An off-duty police officer eventually ended the attack by shooting the dog once in its leg, but it was too late.
Lisa Green, 32, of the 900 block of Spring White Drive in Breinigsville, bled badly on the scene, neighbors said. She was taken by Cetronia Ambulance to Lehigh Valley Hospital-Cedar Crest, where she was pronounced dead.
She went to a window and saw the dog, a 3-1/2-year-old pit bull-boxer mix, biting at Green's legs, neck and head.
Ottinger said she tried to stop the dog's attack, first by hitting it with a hambone and leaving the ham, and then by hitting the dog with a stick. But the mauling continued.
"I had a ham in my refrigerator, I thought, bribe him with the ham so that I can get her," Ottinger explained.
"So I'm dialing 9-1-1, I went up to the deck and I hit him with the ham, thinking [he'd quit attacking her] and he'd go after [the ham]," Ottinger said.
"I thought if Lisa could get free and roll over, the dog would be off her jugular. But he ignored the ham -- he was so engrossed in attacking her. He was just picking her up and throwing her down."
Ottinger yelled to Green to roll over, to protect her head and neck from the dog.
By that point, however, Green was unresponsive. "Her head just leaned to the side. She didn't respond," Ottinger said.
Ottinger then grabbed a four-foot-long piece of wood from another neighbor and rammed it through the deck slats at the dog, who fought back.
The Morning Call provided more details from the off-duty police officer that shot the dog, Slatington police chief David Rachman.
Neighbors stopped him while he was in his truck, he said, yelling that a dog had killed a woman. He went behind the home and saw Green lying motionless on the second-floor deck with her head, neck and face covered in blood. He then retrieved his .380-caliber handgun from his truck.
The chief said the dog kept attacking her neck, so he shot it.
"He grabbed her by the neck again and shook her like a rag doll. She was flopping around." - Slatington police chief David Rachman.
Just before firing on the dog, he said the dog actually "started to lick the blood off her face" and head. "Then he nuzzled his nose, flipped her head up, grabbed her by the throat and then thrashed around," Rachman said.
That's when Rachman, standing below the victim, shot the dog in the leg.
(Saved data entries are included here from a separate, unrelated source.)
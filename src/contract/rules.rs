//! Compiled rule checks.

use regex_lite::Regex;

use crate::contract::definition::{RuleDefinition, RuleKind, Severity};
use crate::contract::report::Violation;
use crate::error::ContractError;

/// A rule ready to run against a message.
#[derive(Debug, Clone)]
pub struct CompiledRule {
    pub id: String,
    pub severity: Severity,
    pub description: String,
    check: Check,
}

#[derive(Debug, Clone)]
enum Check {
    SubjectFormat(Regex),
    SubjectMaxLength(usize),
    SubjectTrailingPunctuation(Vec<char>),
    SubjectLowercaseDescription,
    BlankLineAfterSubject,
    BodyRequired,
    BodyMaxLineLength {
        max: usize,
        ignore_prefixes: Vec<String>,
    },
    NoTrailingWhitespace,
    ForbiddenPattern(Regex),
}

impl CompiledRule {
    pub fn compile(rule: &RuleDefinition) -> Result<Self, ContractError> {
        if rule.id.trim().is_empty() {
            return Err(invalid(rule, "rule id must not be empty"));
        }

        let check = match &rule.check {
            RuleKind::SubjectFormat { types } => Check::SubjectFormat(subject_regex(rule, types)?),
            RuleKind::SubjectMaxLength { max } => {
                if *max == 0 {
                    return Err(invalid(rule, "max must be greater than zero"));
                }
                Check::SubjectMaxLength(*max)
            }
            RuleKind::SubjectTrailingPunctuation { characters } => {
                if characters.is_empty() {
                    return Err(invalid(rule, "characters must not be empty"));
                }
                Check::SubjectTrailingPunctuation(characters.chars().collect())
            }
            RuleKind::SubjectLowercaseDescription => Check::SubjectLowercaseDescription,
            RuleKind::BlankLineAfterSubject => Check::BlankLineAfterSubject,
            RuleKind::BodyRequired => Check::BodyRequired,
            RuleKind::BodyMaxLineLength {
                max,
                ignore_prefixes,
            } => {
                if *max == 0 {
                    return Err(invalid(rule, "max must be greater than zero"));
                }
                Check::BodyMaxLineLength {
                    max: *max,
                    ignore_prefixes: ignore_prefixes.clone(),
                }
            }
            RuleKind::NoTrailingWhitespace => Check::NoTrailingWhitespace,
            RuleKind::ForbiddenPattern {
                pattern,
                case_insensitive,
            } => {
                let source = if *case_insensitive {
                    format!("(?i){}", pattern)
                } else {
                    pattern.clone()
                };
                let re = Regex::new(&source).map_err(|e| ContractError::InvalidPattern {
                    rule: rule.id.clone(),
                    reason: e.to_string(),
                })?;
                Check::ForbiddenPattern(re)
            }
        };

        Ok(Self {
            id: rule.id.clone(),
            severity: rule.severity,
            description: rule.description.clone(),
            check,
        })
    }

    /// Run the check; `None` when the message satisfies the rule.
    pub fn check(&self, message: &str) -> Option<Violation> {
        let detail = self.detail(message)?;
        let description = match detail {
            Some(detail) => format!("{} ({})", self.description, detail),
            None => self.description.clone(),
        };
        Some(Violation {
            rule_id: self.id.clone(),
            severity: self.severity,
            description,
        })
    }

    /// `None`: passed. `Some(None)`: failed. `Some(Some(d))`: failed, with detail.
    fn detail(&self, message: &str) -> Option<Option<String>> {
        let mut lines = message.lines();
        let subject = lines.next().unwrap_or("");
        let body: Vec<&str> = lines.collect();

        match &self.check {
            Check::SubjectFormat(re) => (!re.is_match(subject)).then_some(None),
            Check::SubjectMaxLength(max) => {
                let len = subject.chars().count();
                (len > *max).then(|| Some(format!("{} characters", len)))
            }
            Check::SubjectTrailingPunctuation(chars) => subject
                .trim_end()
                .chars()
                .last()
                .filter(|c| chars.contains(c))
                .map(|c| Some(format!("ends with '{}'", c))),
            Check::SubjectLowercaseDescription => {
                let (_, description) = subject.split_once(": ")?;
                description
                    .chars()
                    .next()
                    .filter(|c| c.is_uppercase())
                    .map(|_| None)
            }
            Check::BlankLineAfterSubject => body
                .first()
                .filter(|line| !line.trim().is_empty())
                .map(|_| None),
            Check::BodyRequired => body.iter().all(|line| line.trim().is_empty()).then_some(None),
            Check::BodyMaxLineLength {
                max,
                ignore_prefixes,
            } => {
                let long: Vec<usize> = body
                    .iter()
                    .enumerate()
                    .filter(|(_, line)| {
                        line.chars().count() > *max
                            && !ignore_prefixes.iter().any(|p| line.starts_with(p.as_str()))
                    })
                    // 1-based, counting the subject
                    .map(|(i, _)| i + 2)
                    .collect();
                (!long.is_empty()).then(|| Some(describe_lines(&long)))
            }
            Check::NoTrailingWhitespace => {
                let lines: Vec<usize> = message
                    .lines()
                    .enumerate()
                    .filter(|(_, line)| line.len() != line.trim_end().len())
                    .map(|(i, _)| i + 1)
                    .collect();
                (!lines.is_empty()).then(|| Some(describe_lines(&lines)))
            }
            Check::ForbiddenPattern(re) => re
                .find(message)
                .map(|m| Some(format!("found '{}'", m.as_str().trim()))),
        }
    }
}

fn invalid(rule: &RuleDefinition, reason: &str) -> ContractError {
    ContractError::InvalidRule {
        rule: rule.id.clone(),
        reason: reason.to_string(),
    }
}

fn subject_regex(rule: &RuleDefinition, types: &[String]) -> Result<Regex, ContractError> {
    let type_pattern = if types.is_empty() {
        "[a-z]+".to_string()
    } else {
        if types.iter().any(|t| t.trim().is_empty()) {
            return Err(invalid(rule, "types must not contain empty entries"));
        }
        let alternatives: Vec<String> = types.iter().map(|t| regex_lite::escape(t.trim())).collect();
        format!("(?:{})", alternatives.join("|"))
    };

    Regex::new(&format!(r"^{}(?:\([^()\s]+\))?!?: \S", type_pattern)).map_err(|e| {
        ContractError::InvalidPattern {
            rule: rule.id.clone(),
            reason: e.to_string(),
        }
    })
}

fn describe_lines(lines: &[usize]) -> String {
    let numbers: Vec<String> = lines.iter().map(|n| n.to_string()).collect();
    if lines.len() == 1 {
        format!("line {}", numbers[0])
    } else {
        format!("lines {}", numbers.join(", "))
    }
}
Chellapilla said that, after being shot, the dog became calm, hovered over Green a moment and then limped to the far side of the deck, where it simply sat down looking at them.
Pennsylvania Dog Warden Orlando Aguire tranquilized the dog and took it into custody. The dog was taken to the Lehigh County Humane Society where, Aguire said, it will be put to death.
The dog also will be tested in an attempt to help determine what touched off the violence, he said.
Green had the dog, named Leon, for about 2-1/2 years, Ottinger said.
"She was really close with her dog," she said. "It was a pit bull. They're pretty strong dogs."
PREVIOUS ATTACK ON NEIGHBOR'S DOG
Rachman, however, said he rarely saw the dog, which is unusual he noted. Two years earlier, Green's dog attacked another neighbor's Siberian Husky, Rachman said.
WFMZ learned that a man's grandson was bitten in the face by the same dog several years ago.
As to why the dog turned on its owner, Rachman has no idea. "The way he attacked her, that's the way animals kill," he said. "His intention was to kill her."
Ottinger said that even after witnessing the attack and seeing Green motionless on the blood-stained back deck, she had hope she would survive.
"I just thought she was going to make it," she said. "She was too young to die."
Ottinger shook her head.
"I love dogs," she said, "but wow, I just don't know why anyone would get a pit bull."
She remembered her neighbor, whom she described as "a lovely woman, athletic, always looked impeccably neat," a good neighbor who kindly shoveled the Ottinger driveway after the last winter snow.
Unverified photos of a Lisa Green who lives in Breiningsville, Pennsylvania -- where the fatal dog attack occurred |
Green grew up in the Palmerton area and was a graduate of Lehigh University, Ottinger said. She was a manager for a Bed, Bath & Beyond store, she said.
Upper Macungie police Chief Edgardo Colon said the attack was still happening when township arrived, but ended soon after. Officers secured the secured the dog, he said.
The case remains under investigation by Upper Macungie police, the Lehigh County coroner's office and the dog warden.
According to the Center for Disease Control and Prevention, 20 to 30 people are killed each year in dog attacks.